◆ **EXERCISE INSTRUCTIONS**
Repeat the lines from the line with "let b = bytes.next().and_then(unhexchar);" to the line with "fn check_unit_name_length(name: String)" in the listing below, keeping both end lines and adding nothing.

◆ **EXTRACTED MATERIAL**
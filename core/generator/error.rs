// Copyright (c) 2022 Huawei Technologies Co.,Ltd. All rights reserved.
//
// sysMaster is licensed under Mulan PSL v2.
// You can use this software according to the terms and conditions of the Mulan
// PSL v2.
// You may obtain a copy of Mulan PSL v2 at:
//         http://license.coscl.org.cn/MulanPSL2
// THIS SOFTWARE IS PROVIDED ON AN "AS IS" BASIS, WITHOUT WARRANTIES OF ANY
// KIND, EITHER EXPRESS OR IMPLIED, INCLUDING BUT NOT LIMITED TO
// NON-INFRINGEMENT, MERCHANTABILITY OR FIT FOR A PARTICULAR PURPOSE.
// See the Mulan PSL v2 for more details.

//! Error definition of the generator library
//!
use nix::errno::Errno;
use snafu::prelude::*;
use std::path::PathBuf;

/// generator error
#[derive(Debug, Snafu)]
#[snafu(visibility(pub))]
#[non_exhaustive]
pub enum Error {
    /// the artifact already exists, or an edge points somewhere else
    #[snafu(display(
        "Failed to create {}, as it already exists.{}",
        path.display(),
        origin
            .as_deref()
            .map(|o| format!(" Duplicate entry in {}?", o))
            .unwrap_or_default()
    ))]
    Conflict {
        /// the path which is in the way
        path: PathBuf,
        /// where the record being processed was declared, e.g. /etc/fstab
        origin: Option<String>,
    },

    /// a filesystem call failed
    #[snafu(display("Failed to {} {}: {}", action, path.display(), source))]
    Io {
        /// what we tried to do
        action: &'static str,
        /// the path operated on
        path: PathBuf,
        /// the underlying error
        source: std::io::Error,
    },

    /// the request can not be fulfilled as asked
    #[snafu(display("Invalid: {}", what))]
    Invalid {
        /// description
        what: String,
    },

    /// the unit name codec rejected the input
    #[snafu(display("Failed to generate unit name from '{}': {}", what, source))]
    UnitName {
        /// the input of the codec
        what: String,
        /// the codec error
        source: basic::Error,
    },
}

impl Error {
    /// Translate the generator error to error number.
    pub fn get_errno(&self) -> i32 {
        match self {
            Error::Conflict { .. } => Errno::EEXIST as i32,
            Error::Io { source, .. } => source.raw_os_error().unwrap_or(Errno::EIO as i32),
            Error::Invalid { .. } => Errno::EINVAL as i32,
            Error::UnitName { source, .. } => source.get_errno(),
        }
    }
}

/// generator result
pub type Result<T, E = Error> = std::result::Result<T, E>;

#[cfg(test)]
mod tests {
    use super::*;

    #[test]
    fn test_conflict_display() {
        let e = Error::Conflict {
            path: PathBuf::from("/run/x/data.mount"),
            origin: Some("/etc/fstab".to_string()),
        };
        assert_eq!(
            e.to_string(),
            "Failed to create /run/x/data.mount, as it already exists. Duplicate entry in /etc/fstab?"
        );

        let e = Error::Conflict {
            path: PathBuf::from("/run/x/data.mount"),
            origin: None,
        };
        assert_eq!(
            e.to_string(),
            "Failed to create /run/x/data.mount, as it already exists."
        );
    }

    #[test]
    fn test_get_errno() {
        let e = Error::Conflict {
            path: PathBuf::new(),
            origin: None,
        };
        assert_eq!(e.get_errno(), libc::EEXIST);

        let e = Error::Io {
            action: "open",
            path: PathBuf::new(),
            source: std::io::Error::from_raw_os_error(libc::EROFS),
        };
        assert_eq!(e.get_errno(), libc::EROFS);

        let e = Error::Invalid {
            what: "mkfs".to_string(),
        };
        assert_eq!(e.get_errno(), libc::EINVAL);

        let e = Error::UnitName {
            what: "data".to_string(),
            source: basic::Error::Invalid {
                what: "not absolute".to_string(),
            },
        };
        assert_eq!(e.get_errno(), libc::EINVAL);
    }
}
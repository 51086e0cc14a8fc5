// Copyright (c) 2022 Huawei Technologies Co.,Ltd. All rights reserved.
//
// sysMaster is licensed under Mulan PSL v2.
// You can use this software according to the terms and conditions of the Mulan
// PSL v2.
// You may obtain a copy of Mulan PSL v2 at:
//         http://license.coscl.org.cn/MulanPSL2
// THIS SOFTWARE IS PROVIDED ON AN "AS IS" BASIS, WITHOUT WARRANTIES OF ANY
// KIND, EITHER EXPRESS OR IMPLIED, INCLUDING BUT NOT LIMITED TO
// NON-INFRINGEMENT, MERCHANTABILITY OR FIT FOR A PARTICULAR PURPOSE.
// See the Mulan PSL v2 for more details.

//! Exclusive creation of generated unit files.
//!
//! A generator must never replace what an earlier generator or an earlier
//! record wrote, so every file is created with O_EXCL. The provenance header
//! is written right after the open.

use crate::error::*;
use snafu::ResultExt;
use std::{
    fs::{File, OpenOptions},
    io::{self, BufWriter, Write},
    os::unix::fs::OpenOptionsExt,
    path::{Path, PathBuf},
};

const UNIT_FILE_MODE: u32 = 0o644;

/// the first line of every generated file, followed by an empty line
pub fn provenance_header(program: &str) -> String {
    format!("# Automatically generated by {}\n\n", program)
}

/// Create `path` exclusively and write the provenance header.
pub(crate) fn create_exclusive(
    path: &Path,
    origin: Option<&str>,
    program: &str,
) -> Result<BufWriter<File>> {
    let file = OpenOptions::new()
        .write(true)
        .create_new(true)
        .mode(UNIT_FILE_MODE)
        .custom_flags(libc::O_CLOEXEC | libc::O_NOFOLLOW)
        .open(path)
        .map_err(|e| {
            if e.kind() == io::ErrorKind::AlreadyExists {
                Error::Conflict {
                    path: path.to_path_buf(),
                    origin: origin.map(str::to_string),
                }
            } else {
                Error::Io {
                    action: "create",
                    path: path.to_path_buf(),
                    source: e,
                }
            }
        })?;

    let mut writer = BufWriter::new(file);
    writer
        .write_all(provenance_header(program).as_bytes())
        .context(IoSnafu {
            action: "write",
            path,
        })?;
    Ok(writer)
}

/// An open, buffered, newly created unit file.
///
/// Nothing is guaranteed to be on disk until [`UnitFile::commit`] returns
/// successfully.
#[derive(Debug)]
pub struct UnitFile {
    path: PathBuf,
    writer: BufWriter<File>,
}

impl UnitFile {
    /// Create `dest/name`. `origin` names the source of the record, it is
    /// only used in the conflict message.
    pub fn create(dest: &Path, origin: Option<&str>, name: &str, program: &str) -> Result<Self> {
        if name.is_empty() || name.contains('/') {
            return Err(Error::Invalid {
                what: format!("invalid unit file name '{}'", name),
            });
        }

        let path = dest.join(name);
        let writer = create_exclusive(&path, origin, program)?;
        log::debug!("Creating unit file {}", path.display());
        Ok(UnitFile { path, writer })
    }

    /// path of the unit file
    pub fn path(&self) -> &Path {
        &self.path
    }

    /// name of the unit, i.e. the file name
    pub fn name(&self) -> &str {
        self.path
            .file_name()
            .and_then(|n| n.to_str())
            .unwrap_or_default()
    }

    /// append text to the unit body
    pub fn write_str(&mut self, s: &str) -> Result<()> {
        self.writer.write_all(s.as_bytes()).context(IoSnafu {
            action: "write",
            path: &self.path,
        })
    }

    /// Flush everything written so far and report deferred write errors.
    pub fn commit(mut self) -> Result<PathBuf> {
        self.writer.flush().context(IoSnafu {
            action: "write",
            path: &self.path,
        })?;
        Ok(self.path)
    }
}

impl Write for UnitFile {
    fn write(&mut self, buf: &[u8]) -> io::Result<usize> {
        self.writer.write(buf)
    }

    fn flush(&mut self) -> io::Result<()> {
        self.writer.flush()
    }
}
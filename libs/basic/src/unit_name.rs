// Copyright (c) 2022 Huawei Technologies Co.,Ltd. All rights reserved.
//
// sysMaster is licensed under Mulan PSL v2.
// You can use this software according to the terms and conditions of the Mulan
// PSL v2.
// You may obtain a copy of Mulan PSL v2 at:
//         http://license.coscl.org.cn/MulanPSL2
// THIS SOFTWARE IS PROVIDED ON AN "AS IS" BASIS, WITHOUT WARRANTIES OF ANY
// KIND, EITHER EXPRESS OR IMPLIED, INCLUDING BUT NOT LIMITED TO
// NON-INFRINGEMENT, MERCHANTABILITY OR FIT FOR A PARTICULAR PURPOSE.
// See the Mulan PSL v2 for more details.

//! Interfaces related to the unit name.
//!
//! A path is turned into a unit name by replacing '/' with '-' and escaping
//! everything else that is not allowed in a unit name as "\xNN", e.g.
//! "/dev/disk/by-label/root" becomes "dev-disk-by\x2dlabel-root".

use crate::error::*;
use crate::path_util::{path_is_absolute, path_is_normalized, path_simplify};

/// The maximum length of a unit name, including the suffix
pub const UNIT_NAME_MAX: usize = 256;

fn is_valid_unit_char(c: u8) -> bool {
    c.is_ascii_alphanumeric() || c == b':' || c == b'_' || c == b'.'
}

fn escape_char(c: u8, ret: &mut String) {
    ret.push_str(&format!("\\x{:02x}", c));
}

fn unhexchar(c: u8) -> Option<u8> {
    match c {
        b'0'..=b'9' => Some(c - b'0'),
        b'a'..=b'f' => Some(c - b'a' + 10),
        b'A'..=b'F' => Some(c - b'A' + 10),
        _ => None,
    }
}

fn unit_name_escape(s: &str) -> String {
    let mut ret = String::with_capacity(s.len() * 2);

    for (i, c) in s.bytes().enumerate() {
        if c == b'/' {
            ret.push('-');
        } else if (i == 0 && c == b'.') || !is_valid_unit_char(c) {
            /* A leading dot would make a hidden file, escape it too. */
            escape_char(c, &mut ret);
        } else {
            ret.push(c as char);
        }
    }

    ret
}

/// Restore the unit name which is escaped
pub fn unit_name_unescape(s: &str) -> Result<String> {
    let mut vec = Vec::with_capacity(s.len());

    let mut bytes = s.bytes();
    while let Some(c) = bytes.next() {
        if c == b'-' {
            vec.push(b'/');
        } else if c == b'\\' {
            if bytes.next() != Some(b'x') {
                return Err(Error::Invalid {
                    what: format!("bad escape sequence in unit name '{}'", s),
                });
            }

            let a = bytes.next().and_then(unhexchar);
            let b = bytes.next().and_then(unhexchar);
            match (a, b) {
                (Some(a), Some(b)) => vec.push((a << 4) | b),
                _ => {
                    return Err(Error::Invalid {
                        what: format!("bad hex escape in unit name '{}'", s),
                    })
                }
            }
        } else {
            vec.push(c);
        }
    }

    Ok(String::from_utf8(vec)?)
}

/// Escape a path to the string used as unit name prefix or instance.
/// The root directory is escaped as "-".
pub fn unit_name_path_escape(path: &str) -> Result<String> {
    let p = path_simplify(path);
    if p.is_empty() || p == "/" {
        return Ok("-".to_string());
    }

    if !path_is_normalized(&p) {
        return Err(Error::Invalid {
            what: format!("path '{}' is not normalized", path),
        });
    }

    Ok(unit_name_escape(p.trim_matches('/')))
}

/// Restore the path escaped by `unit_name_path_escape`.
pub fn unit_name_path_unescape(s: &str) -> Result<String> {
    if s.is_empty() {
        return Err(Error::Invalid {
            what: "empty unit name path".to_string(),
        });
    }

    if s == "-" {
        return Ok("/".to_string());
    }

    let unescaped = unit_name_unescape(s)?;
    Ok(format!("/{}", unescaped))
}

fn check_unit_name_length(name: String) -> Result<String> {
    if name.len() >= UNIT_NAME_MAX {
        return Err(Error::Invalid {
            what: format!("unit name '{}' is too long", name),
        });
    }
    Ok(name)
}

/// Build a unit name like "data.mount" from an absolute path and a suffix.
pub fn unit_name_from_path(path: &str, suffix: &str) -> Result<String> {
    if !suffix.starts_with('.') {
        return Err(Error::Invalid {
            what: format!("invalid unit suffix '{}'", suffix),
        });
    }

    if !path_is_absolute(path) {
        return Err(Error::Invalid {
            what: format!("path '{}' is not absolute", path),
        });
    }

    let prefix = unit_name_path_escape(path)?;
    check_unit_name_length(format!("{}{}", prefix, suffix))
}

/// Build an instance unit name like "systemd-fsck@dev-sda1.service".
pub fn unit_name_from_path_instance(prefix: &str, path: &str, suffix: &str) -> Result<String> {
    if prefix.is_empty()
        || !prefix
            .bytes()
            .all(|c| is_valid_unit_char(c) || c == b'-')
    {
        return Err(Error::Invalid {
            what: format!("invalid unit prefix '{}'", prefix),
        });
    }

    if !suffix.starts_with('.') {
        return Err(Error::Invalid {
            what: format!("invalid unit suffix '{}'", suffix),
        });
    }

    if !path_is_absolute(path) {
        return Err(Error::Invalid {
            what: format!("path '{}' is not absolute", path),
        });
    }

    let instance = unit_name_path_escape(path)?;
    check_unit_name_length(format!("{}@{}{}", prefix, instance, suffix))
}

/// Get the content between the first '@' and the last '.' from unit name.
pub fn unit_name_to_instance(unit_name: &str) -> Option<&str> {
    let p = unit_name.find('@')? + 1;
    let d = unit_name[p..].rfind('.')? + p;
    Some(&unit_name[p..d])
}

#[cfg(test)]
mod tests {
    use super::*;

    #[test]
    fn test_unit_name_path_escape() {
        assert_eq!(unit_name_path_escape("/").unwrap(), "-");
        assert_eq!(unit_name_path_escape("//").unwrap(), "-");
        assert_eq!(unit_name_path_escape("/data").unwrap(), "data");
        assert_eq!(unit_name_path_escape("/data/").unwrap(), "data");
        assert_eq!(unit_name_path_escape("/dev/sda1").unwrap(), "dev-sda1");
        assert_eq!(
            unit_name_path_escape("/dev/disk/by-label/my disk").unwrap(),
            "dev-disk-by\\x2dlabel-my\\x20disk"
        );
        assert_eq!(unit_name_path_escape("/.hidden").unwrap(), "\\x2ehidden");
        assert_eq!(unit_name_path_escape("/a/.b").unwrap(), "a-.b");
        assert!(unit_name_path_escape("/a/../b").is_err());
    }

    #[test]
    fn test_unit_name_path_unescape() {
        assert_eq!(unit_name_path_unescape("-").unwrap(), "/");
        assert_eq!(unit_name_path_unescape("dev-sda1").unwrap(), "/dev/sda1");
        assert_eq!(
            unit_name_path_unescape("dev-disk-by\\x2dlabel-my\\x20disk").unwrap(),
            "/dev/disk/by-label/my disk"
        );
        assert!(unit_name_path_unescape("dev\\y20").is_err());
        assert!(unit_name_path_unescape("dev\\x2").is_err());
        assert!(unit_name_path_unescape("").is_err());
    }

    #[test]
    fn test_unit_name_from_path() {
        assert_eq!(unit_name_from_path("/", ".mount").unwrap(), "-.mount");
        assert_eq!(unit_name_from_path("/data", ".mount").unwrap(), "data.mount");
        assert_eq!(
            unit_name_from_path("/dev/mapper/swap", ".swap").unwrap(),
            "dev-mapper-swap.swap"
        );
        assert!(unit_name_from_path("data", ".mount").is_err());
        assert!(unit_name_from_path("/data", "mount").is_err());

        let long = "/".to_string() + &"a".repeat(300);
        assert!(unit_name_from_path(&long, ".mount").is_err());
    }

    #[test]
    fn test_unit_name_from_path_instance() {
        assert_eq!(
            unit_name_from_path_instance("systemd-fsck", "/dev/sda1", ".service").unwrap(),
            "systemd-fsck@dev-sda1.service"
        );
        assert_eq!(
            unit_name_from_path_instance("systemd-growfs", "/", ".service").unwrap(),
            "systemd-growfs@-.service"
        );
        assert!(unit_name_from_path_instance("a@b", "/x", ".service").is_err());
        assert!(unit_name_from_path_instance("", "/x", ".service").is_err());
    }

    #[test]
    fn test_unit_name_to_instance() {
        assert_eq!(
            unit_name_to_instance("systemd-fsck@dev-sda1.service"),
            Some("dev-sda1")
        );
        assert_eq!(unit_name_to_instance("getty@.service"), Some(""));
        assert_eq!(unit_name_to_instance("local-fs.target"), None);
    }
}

◆ **RESPONSE AREA**
            let b = bytes.next().and_then(unhexchar);
            match (a, b) {
                (Some(a), Some(b)) => vec.push((a << 4) | b),
                _ => {
                    return Err(Error::Invalid {
                        what: format!("bad hex escape in unit name '{}'", s),
                    })
                }
            }
        } else {
            vec.push(c);
        }
    }

    Ok(String::from_utf8(vec)?)
}

/// Escape a path to the string used as unit name prefix or instance.
/// The root directory is escaped as "-".
pub fn unit_name_path_escape(path: &str) -> Result<String> {
    let p = path_simplify(path);
    if p.is_empty() || p == "/" {
        return Ok("-".to_string());
    }

    if !path_is_normalized(&p) {
        return Err(Error::Invalid {
            what: format!("path '{}' is not normalized", path),
        });
    }

    Ok(unit_name_escape(p.trim_matches('/')))
}

/// Restore the path escaped by `unit_name_path_escape`.
pub fn unit_name_path_unescape(s: &str) -> Result<String> {
    if s.is_empty() {
        return Err(Error::Invalid {
            what: "empty unit name path".to_string(),
        });
    }

    if s == "-" {
        return Ok("/".to_string());
    }

    let unescaped = unit_name_unescape(s)?;
    Ok(format!("/{}", unescaped))
}

fn check_unit_name_length(name: String) -> Result<String> {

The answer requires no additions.